The Good Dinosaur (2015)
GENRE: Adventure, Animation
DIRECTOR: Peter Sohn
WRITER: Meg LeFauve
STARS: Voices of Raymond Ochoa, Jack Bright, Sam Elliott, Jeffrey Wright, Frances McDormand and Anna Paquin
PLOT: In an alternate world where dinosaurs were not made extinct, a timid Apatosaurus teams up with a feisty cave-boy to find both his home and his courage.
Pixar’s second film of 2015, The Good Dinosaur was conceived in 2009 and has had something of a troubled production. Originally helmed by Bob Peterson and scheduled for release in 2013, the movie ran into a number of behind-the-scenes problems and the director, producer and much of the voice cast was replaced. After such a difficult development period, the film was finally released a month ago, but was it worth the wait?
The story begins 65 million years ago with the Earth populated by dinosaurs. A huge asteroid hurtles towards the planet, destined to bring about an extinction level event… but misses! Several million years later, dinosaurs have evolved into intelligent beings that can speak and work together to farm crops and livestock. Humans have also evolved, but are primitive and treated as annoying ‘critters’ by the more advanced dinosaurs. A family of Apatosaurs farms corn along the banks of a great river, and includes Arlo, our cowardly hero-to-be. After an incident with one of the aforementioned critters, Arlo witnesses the death of his father in a great storm, and events conspire to strand the young dinosaur far from home. The only familiar face he finds is the cave-boy he had been chasing, whom he subsequently names Spot, and this odd couple must work together to battle against the elements – and less friendly dinosaurs – to return Arlo to his home and family.
As you might come to expect from a Pixar film, the visuals in The Good Dinosaur are stunning. The world that our two heroes walk through is gorgeous, with spectacular mountains, lush forests and vast desert plains. The environmental effects are arguably the star of the show, with wind and rain storms the real antagonists of the picture, along with the great river that is so central to the story. The two main characters are also beautifully animated – Arlo in particular is adorably goofy, and has eyes whose expressiveness rivals even that of WALL-E, Pixar’s greatest creation to date. I also loved the score, composed by Oscar-winner Mychael Danna (Life of Pi) along with his brother Jeff, who bring something new to the table with their first soundtrack for a Pixar film. There’s extensive use of string instruments, which give an organic feel that is almost Western-like at times, and much different than the usual scores you’d expect from the likes of Randy Newman.

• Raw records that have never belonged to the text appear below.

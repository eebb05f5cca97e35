//! Interactive command-line driver for the engine.
//!
//! This is view glue: it maps typed commands and note names onto the
//! engine's public operations and prints the observable state back. All
//! temporal logic lives in the engine.

use crate::engine::{Engine, EngineStatus};
use crate::types::{note_frequency, NoteId, Waveform};
use anyhow::Result;
use colored::*;
use rustyline::error::ReadlineError;
use rustyline::DefaultEditor;

/// Interactive REPL driving a live engine
pub struct Repl {
    editor: DefaultEditor,
    engine: Engine,
}

impl Repl {
    pub fn new() -> Result<Self> {
        Ok(Repl {
            editor: DefaultEditor::new()?,
            engine: Engine::new(),
        })
    }

    pub fn run(&mut self) -> Result<()> {
        println!("{}", "clavier - type 'help' for commands".bold());
        loop {
            match self.editor.readline("clavier> ") {
                Ok(line) => {
                    let line = line.trim();
                    if line.is_empty() {
                        continue;
                    }
                    let _ = self.editor.add_history_entry(line);
                    if !self.handle_line(line) {
                        break;
                    }
                }
                Err(ReadlineError::Interrupted) | Err(ReadlineError::Eof) => break,
                Err(e) => {
                    eprintln!("{}: {}", "readline error".red(), e);
                    break;
                }
            }
        }
        Ok(())
    }

    /// Handle one input line, returns false on quit
    fn handle_line(&mut self, line: &str) -> bool {
        let mut parts = line.split_whitespace();
        let command = parts.next().unwrap_or("");
        let arg = parts.next();

        let result = match (command, arg) {
            ("on", Some(name)) => self.with_note(name, |engine, note, freq| {
                engine.note_on(note, freq)
            }),
            ("off", Some(name)) => {
                self.engine.note_off(NoteId::from(name));
                Ok(())
            }
            ("drone", Some(name)) => self.with_note(name, |engine, note, freq| {
                engine.toggle_drone(note, freq)
            }),
            ("record", _) => self.engine.start_recording(),
            ("stop", _) => {
                self.engine.stop_recording();
                Ok(())
            }
            ("play", _) => self.engine.play(),
            ("clear", _) => {
                self.engine.clear_recording();
                Ok(())
            }
            ("vol", Some(value)) => match value.parse::<f32>() {
                Ok(v) => {
                    self.engine.set_volume(v);
                    Ok(())
                }
                Err(_) => {
                    println!("{}", "usage: vol <0.0-1.0>".yellow());
                    Ok(())
                }
            },
            ("wave", Some(name)) => match Waveform::from_str(name) {
                Some(w) => {
                    self.engine.set_waveform(w);
                    Ok(())
                }
                None => {
                    println!("{}", "waveforms: sine, saw, square, triangle".yellow());
                    Ok(())
                }
            },
            ("status", _) => {
                self.print_status();
                Ok(())
            }
            ("help", _) => {
                self.print_help();
                Ok(())
            }
            ("quit", _) | ("exit", _) => return false,
            _ => {
                println!("{}", "unknown command - type 'help'".yellow());
                Ok(())
            }
        };

        if let Err(e) = result {
            eprintln!("{}: {}", "error".red(), e);
        }
        true
    }

    /// Parse a note name and hand the id + frequency to an engine call
    fn with_note(
        &mut self,
        name: &str,
        f: impl FnOnce(&mut Engine, NoteId, f32) -> Result<()>,
    ) -> Result<()> {
        match note_frequency(name) {
            Ok(freq) => f(&mut self.engine, NoteId::from(name), freq),
            Err(e) => {
                println!("{}", format!("{}", e).yellow());
                Ok(())
            }
        }
    }

    fn print_status(&mut self) {
        let status = self.engine.status();
        let status_str = match status {
            EngineStatus::Idle => status.name().normal(),
            EngineStatus::Recording => status.name().red(),
            EngineStatus::Playing => status.name().green(),
        };
        println!("status:    {}", status_str);
        println!(
            "sounding:  {}",
            join_notes(&self.engine.sounding_notes()).cyan()
        );
        println!(
            "drones:    {}",
            join_notes(&self.engine.active_drones()).cyan()
        );
        println!("waveform:  {}", self.engine.waveform().name());
        println!("volume:    {:.2}", self.engine.volume());
        println!(
            "recording: {}",
            if self.engine.has_recording() {
                format!("{} events", self.engine.recording().len())
            } else {
                "empty".to_string()
            }
        );
    }

    fn print_help(&self) {
        println!("{}", "commands:".bold());
        println!("  on <note>      start a note        (e.g. on C4)");
        println!("  off <note>     release a note");
        println!("  drone <note>   toggle a sine drone");
        println!("  record         start recording");
        println!("  stop           stop recording");
        println!("  play           replay the recording");
        println!("  clear          discard the recording");
        println!("  vol <0..1>     set master volume");
        println!("  wave <shape>   sine | saw | square | triangle");
        println!("  status         show engine state");
        println!("  quit           exit");
    }
}

fn join_notes(notes: &[NoteId]) -> String {
    if notes.is_empty() {
        return "-".to_string();
    }
    notes
        .iter()
        .map(|n| n.as_str())
        .collect::<Vec<_>>()
        .join(" ")
}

While the audio and visuals are as good as you’d expect from any Pixar offering, it falls a bit flat where the story is concerned. The main story is a generic and predictable tale that has been around for decades. While the core themes of friendship and bravery are laudable, it’s very much a story that befits most kids films with none of the subtlety or surprise that only adults will pick up on, which is what we now expect from Pixar movies. While the two main characters are good, the majority of supporting characters are either instantly forgettable, or so weird or unappealing that you want to forget them as quickly as possible. The only exception to this is the three T-Rex characters, who are amusing and unstereotypical, and help contribute to one of the movie’s best sequences. The film is also not particularly funny, and is in fact quite scary at times, which doesn’t really make sense when it seems so squarely aimed at younger children. Compare this to Inside Out, which worked on multiple levels dependent on your age and created a rich world occupied by mostly likeable characters, and you can see that The Good Dinosaur is in a distant second place.

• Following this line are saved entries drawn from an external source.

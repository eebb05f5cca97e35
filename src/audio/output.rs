//! Output backends for the synthesis core.
//!
//! `OutputStream` runs a `SynthCore` inside a cpal callback on the default
//! output device. `OfflineRenderer` runs the same core without a device,
//! advancing the engine clock by exact sample counts - this is what the
//! engine tests drive, and it doubles as a deterministic bounce path.

use super::synth::SynthCore;
use anyhow::{anyhow, Result};
use cpal::traits::{DeviceTrait, HostTrait, StreamTrait};
use cpal::{Sample, SampleFormat, SizedSample, Stream, StreamConfig};

/// Live audio output: a cpal stream that owns the synthesis core.
///
/// The stream keeps playing for the lifetime of this handle; an idle core
/// renders silence. Dropping the handle stops the callback and releases
/// every voice with it.
pub struct OutputStream {
    _stream: Stream,
    sample_rate: f32,
}

impl OutputStream {
    pub fn sample_rate(&self) -> f32 {
        self.sample_rate
    }
}

/// Query the default output device's sample rate without opening a stream
pub fn default_sample_rate() -> Result<f32> {
    let host = cpal::default_host();
    let device = host
        .default_output_device()
        .ok_or_else(|| anyhow!("No output device available"))?;
    let config = device.default_output_config()?;
    Ok(config.sample_rate().0 as f32)
}

/// Open the default output device and start rendering the given core
pub fn open_stream(core: SynthCore) -> Result<OutputStream> {
    let host = cpal::default_host();
    let device = host
        .default_output_device()
        .ok_or_else(|| anyhow!("No output device available"))?;
    let config = device.default_output_config()?;

    let sample_format = config.sample_format();
    let config: StreamConfig = config.into();
    let sample_rate = config.sample_rate.0 as f32;

    let stream = match sample_format {
        SampleFormat::F32 => build_stream::<f32>(&device, &config, core)?,
        SampleFormat::I16 => build_stream::<i16>(&device, &config, core)?,
        SampleFormat::U16 => build_stream::<u16>(&device, &config, core)?,
        _ => return Err(anyhow!("Unsupported sample format: {:?}", sample_format)),
    };
    stream.play()?;

    Ok(OutputStream {
        _stream: stream,
        sample_rate,
    })
}

fn build_stream<T>(device: &cpal::Device, config: &StreamConfig, mut core: SynthCore) -> Result<Stream>
where
    T: Sample + SizedSample + Send + 'static + cpal::FromSample<f32>,
{
    let channels = config.channels as usize;
    // Mono scratch buffer, reused across callbacks; only grows
    let mut scratch: Vec<f32> = Vec::new();

    let err_fn = |err| eprintln!("an error occurred on the output audio stream: {:?}", err);

    let stream = device
        .build_output_stream(
            config,
            move |data: &mut [T], _: &cpal::OutputCallbackInfo| {
                let frames = data.len() / channels;
                scratch.resize(frames, 0.0);
                core.render(&mut scratch);

                for (frame, &mono) in data.chunks_mut(channels).zip(scratch.iter()) {
                    let value: T = cpal::Sample::from_sample(mono);
                    for sample in frame.iter_mut() {
                        *sample = value;
                    }
                }
            },
            err_fn,
            None,
        )
        .map_err(|e| anyhow!("Failed to build output stream: {}", e))?;

    Ok(stream)
}

/// Device-free backend: renders on demand instead of from a callback.
pub struct OfflineRenderer {
    core: SynthCore,
}

impl OfflineRenderer {
    pub fn new(core: SynthCore) -> Self {
        Self { core }
    }

    pub fn sample_rate(&self) -> f32 {
        self.core.sample_rate()
    }

    /// Advance the engine clock by exactly `secs` worth of samples and
    /// return the rendered mono buffer.
    pub fn render_secs(&mut self, secs: f64) -> Vec<f32> {
        let frames = (secs * self.core.sample_rate() as f64).round() as usize;
        let mut buf = vec![0.0; frames];
        self.core.render(&mut buf);
        buf
    }
}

All in all, this seems like a missed opportunity. There are two great characters in a beautifully-created world, one of the the best the company has ever created in fact, but the story is unspectacular and the idea of dinosaurs and humans living in the same universe is never fully explored. You can’t help but think that this ended up being a rushed job due to it’s problematic development period, and while it provides a relatively entertaining hour and a half for youngsters, it offers little incentive to be watched more than once. It is inevitable that not every Pixar film is going to reach the high standards of WALL-E, Inside Out and Toy Story, and sadly what could’ve been a the start of another great franchise looks more likely to be left buried with Brave and Cars at the bottom of the Pixar shelf.
Review by Mat Corne
Like all Pixar films, The Good Dinosaur is a superb visual spectacle, but sadly it falls flat when it comes to the story, with the final outcome being something of a missed opportunity that is greatly overshadowed by Inside Out.
User Review( vote)
“I think Mat has been a little harsh on the story here. A world where Dinosaurs were not killed off and have evolved to be intelligent, sentient beings hasn’t been done on this scale before and it is a simple, but significant step away from the predictable robot story that most of these films insist on. Admittedly it is a little light and lacks the adult orientated jokes that we expect for a Pixar script, but the characters are delightful (especially the adorable Spot) and the world that the animators have created raises the Pixar bar once again.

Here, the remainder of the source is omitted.